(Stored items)
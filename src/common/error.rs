//! Error handling for the smoke-test sequence

use thiserror::Error;

/// Main error type for smoke-test operations.
///
/// One variant per required step, each carrying the underlying engine error
/// so the engine-supplied diagnostic passes through unmodified. Capability
/// probes do not appear here: a failed probe is a finding, not an error.
#[derive(Error, Debug)]
pub enum LitmusError {
    #[error("Can't open database: {0}")]
    Open(rusqlite::Error),

    #[error("Schema creation failed: {0}")]
    Schema(rusqlite::Error),

    #[error("Data load failed: {0}")]
    Load(rusqlite::Error),

    #[error("Query failed: {0}")]
    Query(rusqlite::Error),

    #[error("Failed to close database: {0}")]
    Close(rusqlite::Error),
}

/// Result type alias for convenience
pub type Result<T> = std::result::Result<T, LitmusError>;

/// Result type alias for smoke-test operations (alias for Result)
pub type LitmusResult<T> = std::result::Result<T, LitmusError>;
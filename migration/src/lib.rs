pub use sea_orm_migration::prelude::*;

mod m20251019_000001_create_movie;

pub struct Migrator;

#[async_trait::async_trait]
impl MigratorTrait for Migrator {
    fn migrations() -> Vec<Box<dyn MigrationTrait>> {
        vec![Box::new(m20251019_000001_create_movie::Migration)]
    }
}
pub mod movie;
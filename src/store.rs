use sea_orm::{ActiveModelTrait, DatabaseConnection, DbErr, EntityTrait, IntoActiveModel, Set};
use uuid::Uuid;

use crate::{
    entities::movie::{self, Actors},
    models::{MoviePatch, NewMovie},
};

#[derive(Debug, thiserror::Error)]
pub enum StoreError {
    #[error("movie {0} not found")]
    NotFound(String),
    #[error(transparent)]
    Db(#[from] DbErr),
}

pub type StoreResult<T> = Result<T, StoreError>;

#[derive(Clone)]
pub struct MovieStore {
    db: DatabaseConnection,
}

impl MovieStore {
    pub fn new(db: DatabaseConnection) -> Self {
        Self { db }
    }

    pub fn db(&self) -> &DatabaseConnection {
        &self.db
    }

    pub async fn list(&self) -> StoreResult<Vec<movie::Model>> {
        Ok(movie::Entity::find().all(&self.db).await?)
    }

    pub async fn get(&self, id: &str) -> StoreResult<movie::Model> {
        movie::Entity::find_by_id(id.to_string())
            .one(&self.db)
            .await?
            .ok_or_else(|| StoreError::NotFound(id.to_string()))
    }

    pub async fn create(&self, new: NewMovie) -> StoreResult<movie::Model> {
        let model = movie::ActiveModel {
            id: Set(Uuid::new_v4().to_string()),
            title: Set(new.title),
            release_year: Set(new.release_year),
            actors: Set(Actors(new.actors)),
        };

        Ok(model.insert(&self.db).await?)
    }

    pub async fn update(&self, id: &str, patch: MoviePatch) -> StoreResult<movie::Model> {
        let mut model = self.get(id).await?.into_active_model();

        if let Some(title) = patch.title {
            model.title = Set(title);
        }
        if let Some(release_year) = patch.release_year {
            model.release_year = Set(release_year);
        }
        if let Some(actors) = patch.actors {
            model.actors = Set(Actors(actors));
        }

        match model.update(&self.db).await {
            Ok(updated) => Ok(updated),
            // Deleted between the lookup and the write.
            Err(DbErr::RecordNotUpdated) => Err(StoreError::NotFound(id.to_string())),
            Err(err) => Err(err.into()),
        }
    }

    pub async fn delete(&self, id: &str) -> StoreResult<()> {
        let res = movie::Entity::delete_by_id(id.to_string()).exec(&self.db).await?;
        if res.rows_affected == 0 {
            return Err(StoreError::NotFound(id.to_string()));
        }
        Ok(())
    }
}

#[cfg(test)]
mod tests {
    use super::*;
    use crate::{config::Config, db};

    async fn store() -> MovieStore {
        let db = db::connect_and_migrate(&Config::in_memory()).await.unwrap();
        MovieStore::new(db)
    }

    fn inception() -> NewMovie {
        NewMovie {
            title: "Inception".to_string(),
            release_year: 2010,
            actors: vec!["Leonardo DiCaprio".to_string(), "Tom Hardy".to_string()],
        }
    }

    #[tokio::test]
    async fn create_assigns_unique_ids() {
        let store = store().await;

        let a = store.create(inception()).await.unwrap();
        let b = store.create(inception()).await.unwrap();

        assert!(!a.id.is_empty());
        assert_ne!(a.id, b.id);
        assert_eq!(a.title, "Inception");
        assert_eq!(a.actors, Actors(inception().actors));
        assert_eq!(store.list().await.unwrap().len(), 2);
    }

    #[tokio::test]
    async fn update_overwrites_supplied_fields_only() {
        let store = store().await;
        let created = store.create(inception()).await.unwrap();

        let patch = MoviePatch { title: Some("Inception 2".to_string()), ..MoviePatch::default() };
        let updated = store.update(&created.id, patch).await.unwrap();

        assert_eq!(updated.id, created.id);
        assert_eq!(updated.title, "Inception 2");
        assert_eq!(updated.release_year, 2010);
        assert_eq!(updated.actors, created.actors);
        assert_eq!(store.get(&created.id).await.unwrap(), updated);
    }

    #[tokio::test]
    async fn update_and_delete_report_missing_ids() {
        let store = store().await;

        let err = store.update("nope", MoviePatch::default()).await.unwrap_err();
        assert!(matches!(err, StoreError::NotFound(id) if id == "nope"));

        let err = store.delete("nope").await.unwrap_err();
        assert!(matches!(err, StoreError::NotFound(_)));
    }

    #[tokio::test]
    async fn delete_removes_record() {
        let store = store().await;
        let keep = store.create(inception()).await.unwrap();
        let gone = store.create(inception()).await.unwrap();

        store.delete(&gone.id).await.unwrap();

        let ids: Vec<_> = store.list().await.unwrap().into_iter().map(|m| m.id).collect();
        assert_eq!(ids, vec![keep.id]);
        assert!(matches!(store.delete(&gone.id).await, Err(StoreError::NotFound(_))));
    }
}
use std::sync::Arc;

use axum::{
    Json,
    extract::{Path, State, rejection::JsonRejection},
};
use serde_json::{Value, json};

use crate::{
    AppState,
    error::{AppError, AppResult},
    models::{Movie, MovieInput, ValidationError},
};

pub async fn list(State(state): State<Arc<AppState>>) -> AppResult<Json<Vec<Movie>>> {
    let movies = state.store.list().await.map_err(AppError::store("Failed to load movies"))?;
    Ok(Json(movies.into_iter().map(Movie::from).collect()))
}

pub async fn create(
    State(state): State<Arc<AppState>>,
    body: Result<Json<MovieInput>, JsonRejection>,
) -> AppResult<Json<Movie>> {
    let input = read_body(body)?;
    tracing::debug!(?input, "create movie");

    let new = input.validate()?.into_new()?;
    let created =
        state.store.create(new).await.map_err(AppError::store("Failed to create movie"))?;

    tracing::info!(id = %created.id, title = %created.title, "movie created");
    Ok(Json(created.into()))
}

pub async fn update(
    State(state): State<Arc<AppState>>,
    Path(id): Path<String>,
    body: Result<Json<MovieInput>, JsonRejection>,
) -> AppResult<Json<Movie>> {
    let input = read_body(body)?;
    tracing::debug!(%id, ?input, "update movie");

    let patch = input.validate()?;
    if patch.is_empty() {
        return Err(ValidationError::Empty.into());
    }

    let updated =
        state.store.update(&id, patch).await.map_err(AppError::store("Failed to update movie"))?;
    Ok(Json(updated.into()))
}

pub async fn delete(
    State(state): State<Arc<AppState>>,
    Path(id): Path<String>,
) -> AppResult<Json<Value>> {
    state.store.delete(&id).await.map_err(AppError::store("Failed to delete movie"))?;

    tracing::info!(%id, "movie deleted");
    Ok(Json(json!({ "success": true })))
}

fn read_body(body: Result<Json<MovieInput>, JsonRejection>) -> AppResult<MovieInput> {
    body.map(|Json(input)| input).map_err(|rejection| {
        tracing::debug!(error = %rejection, "rejected request body");
        AppError::BadRequest("Invalid data: malformed JSON body".to_string())
    })
}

TASK REQUIREMENTS:
Send back every record, precisely as written.

THE COMPLETED TASK:
filename src/common/error.rs
//! Error handling for the smoke-test sequence

use thiserror::Error;

/// Main error type for smoke-test operations.
///
/// One variant per required step, each carrying the underlying engine error
/// so the engine-supplied diagnostic passes through unmodified. Capability
/// probes do not appear here: a failed probe is a finding, not an error.
#[derive(Error, Debug)]
pub enum LitmusError {
    #[error("Can't open database: {0}")]
    Open(rusqlite::Error),

    #[error("Schema creation failed: {0}")]
    Schema(rusqlite::Error),

    #[error("Data load failed: {0}")]
    Load(rusqlite::Error),

    #[error("Query failed: {0}")]
    Query(rusqlite::Error),

    #[error("Failed to close database: {0}")]
    Close(rusqlite::Error),
}

/// Result type alias for convenience
pub type Result<T> = std::result::Result<T, LitmusError>;

/// Result type alias for smoke-test operations (alias for Result)
pub type LitmusResult<T> = std::result::Result<T, LitmusError>;
filename migration/src/lib.rs
pub use sea_orm_migration::prelude::*;

mod m20251019_000001_create_movie;

pub struct Migrator;

#[async_trait::async_trait]
impl MigratorTrait for Migrator {
    fn migrations() -> Vec<Box<dyn MigrationTrait>> {
        vec![Box::new(m20251019_000001_create_movie::Migration)]
    }
}
pub mod movie;
filename src/store.rs
use sea_orm::{ActiveModelTrait, DatabaseConnection, DbErr, EntityTrait, IntoActiveModel, Set};
use uuid::Uuid;

use crate::{
    entities::movie::{self, Actors},
    models::{MoviePatch, NewMovie},
};

#[derive(Debug, thiserror::Error)]
pub enum StoreError {
    #[error("movie {0} not found")]
    NotFound(String),
    #[error(transparent)]
    Db(#[from] DbErr),
}

pub type StoreResult<T> = Result<T, StoreError>;

#[derive(Clone)]
pub struct MovieStore {
    db: DatabaseConnection,
}

impl MovieStore {
    pub fn new(db: DatabaseConnection) -> Self {
        Self { db }
    }

    pub fn db(&self) -> &DatabaseConnection {
        &self.db
    }

    pub async fn list(&self) -> StoreResult<Vec<movie::Model>> {
        Ok(movie::Entity::find().all(&self.db).await?)
    }

    pub async fn get(&self, id: &str) -> StoreResult<movie::Model> {
        movie::Entity::find_by_id(id.to_string())
            .one(&self.db)
            .await?
            .ok_or_else(|| StoreError::NotFound(id.to_string()))
    }

    pub async fn create(&self, new: NewMovie) -> StoreResult<movie::Model> {
        let model = movie::ActiveModel {
            id: Set(Uuid::new_v4().to_string()),
            title: Set(new.title),
            release_year: Set(new.release_year),
            actors: Set(Actors(new.actors)),
        };

        Ok(model.insert(&self.db).await?)
    }

    pub async fn update(&self, id: &str, patch: MoviePatch) -> StoreResult<movie::Model> {
        let mut model = self.get(id).await?.into_active_model();

        if let Some(title) = patch.title {
            model.title = Set(title);
        }
        if let Some(release_year) = patch.release_year {
            model.release_year = Set(release_year);
        }
        if let Some(actors) = patch.actors {
            model.actors = Set(Actors(actors));
        }

        match model.update(&self.db).await {
            Ok(updated) => Ok(updated),
            // Deleted between the lookup and the write.
            Err(DbErr::RecordNotUpdated) => Err(StoreError::NotFound(id.to_string())),
            Err(err) => Err(err.into()),
        }
    }

    pub async fn delete(&self, id: &str) -> StoreResult<()> {
        let res = movie::Entity::delete_by_id(id.to_string()).exec(&self.db).await?;
        if res.rows_affected == 0 {
            return Err(StoreError::NotFound(id.to_string()));
        }
        Ok(())
    }
}

#[cfg(test)]
mod tests {
    use super::*;
    use crate::{config::Config, db};

    async fn store() -> MovieStore {
        let db = db::connect_and_migrate(&Config::in_memory()).await.unwrap();
        MovieStore::new(db)
    }

    fn inception() -> NewMovie {
        NewMovie {
            title: "Inception".to_string(),
            release_year: 2010,
            actors: vec!["Leonardo DiCaprio".to_string(), "Tom Hardy".to_string()],
        }
    }

    #[tokio::test]
    async fn create_assigns_unique_ids() {
        let store = store().await;

        let a = store.create(inception()).await.unwrap();
        let b = store.create(inception()).await.unwrap();

        assert!(!a.id.is_empty());
        assert_ne!(a.id, b.id);
        assert_eq!(a.title, "Inception");
        assert_eq!(a.actors, Actors(inception().actors));
        assert_eq!(store.list().await.unwrap().len(), 2);
    }

    #[tokio::test]
    async fn update_overwrites_supplied_fields_only() {
        let store = store().await;
        let created = store.create(inception()).await.unwrap();

        let patch = MoviePatch { title: Some("Inception 2".to_string()), ..MoviePatch::default() };
        let updated = store.update(&created.id, patch).await.unwrap();

        assert_eq!(updated.id, created.id);
        assert_eq!(updated.title, "Inception 2");
        assert_eq!(updated.release_year, 2010);
        assert_eq!(updated.actors, created.actors);
        assert_eq!(store.get(&created.id).await.unwrap(), updated);
    }

    #[tokio::test]
    async fn update_and_delete_report_missing_ids() {
        let store = store().await;

        let err = store.update("nope", MoviePatch::default()).await.unwrap_err();
        assert!(matches!(err, StoreError::NotFound(id) if id == "nope"));

        let err = store.delete("nope").await.unwrap_err();
        assert!(matches!(err, StoreError::NotFound(_)));
    }

    #[tokio::test]
    async fn delete_removes_record() {
        let store = store().await;
        let keep = store.create(inception()).await.unwrap();
        let gone = store.create(inception()).await.unwrap();

        store.delete(&gone.id).await.unwrap();

        let ids: Vec<_> = store.list().await.unwrap().into_iter().map(|m| m.id).collect();
        assert_eq!(ids, vec![keep.id]);
        assert!(matches!(store.delete(&gone.id).await, Err(StoreError::NotFound(_))));
    }
}
use std::sync::Arc;

use axum::{
    Json,
    extract::{Path, State, rejection::JsonRejection},
};
use serde_json::{Value, json};

use crate::{
    AppState,
    error::{AppError, AppResult},
    models::{Movie, MovieInput, ValidationError},
};

pub async fn list(State(state): State<Arc<AppState>>) -> AppResult<Json<Vec<Movie>>> {
    let movies = state.store.list().await.map_err(AppError::store("Failed to load movies"))?;
    Ok(Json(movies.into_iter().map(Movie::from).collect()))
}

pub async fn create(
    State(state): State<Arc<AppState>>,
    body: Result<Json<MovieInput>, JsonRejection>,
) -> AppResult<Json<Movie>> {
    let input = read_body(body)?;
    tracing::debug!(?input, "create movie");

    let new = input.validate()?.into_new()?;
    let created =
        state.store.create(new).await.map_err(AppError::store("Failed to create movie"))?;

    tracing::info!(id = %created.id, title = %created.title, "movie created");
    Ok(Json(created.into()))
}

pub async fn update(
    State(state): State<Arc<AppState>>,
    Path(id): Path<String>,
    body: Result<Json<MovieInput>, JsonRejection>,
) -> AppResult<Json<Movie>> {
    let input = read_body(body)?;
    tracing::debug!(%id, ?input, "update movie");

    let patch = input.validate()?;
    if patch.is_empty() {
        return Err(ValidationError::Empty.into());
    }

    let updated =
        state.store.update(&id, patch).await.map_err(AppError::store("Failed to update movie"))?;
    Ok(Json(updated.into()))
}

pub async fn delete(
    State(state): State<Arc<AppState>>,
    Path(id): Path<String>,
) -> AppResult<Json<Value>> {
    state.store.delete(&id).await.map_err(AppError::store("Failed to delete movie"))?;

    tracing::info!(%id, "movie deleted");
    Ok(Json(json!({ "success": true })))
}

fn read_body(body: Result<Json<MovieInput>, JsonRejection>) -> AppResult<MovieInput> {
    body.map(|Json(input)| input).map_err(|rejection| {
        tracing::debug!(error = %rejection, "rejected request body");
        AppError::BadRequest("Invalid data: malformed JSON body".to_string())
    })
}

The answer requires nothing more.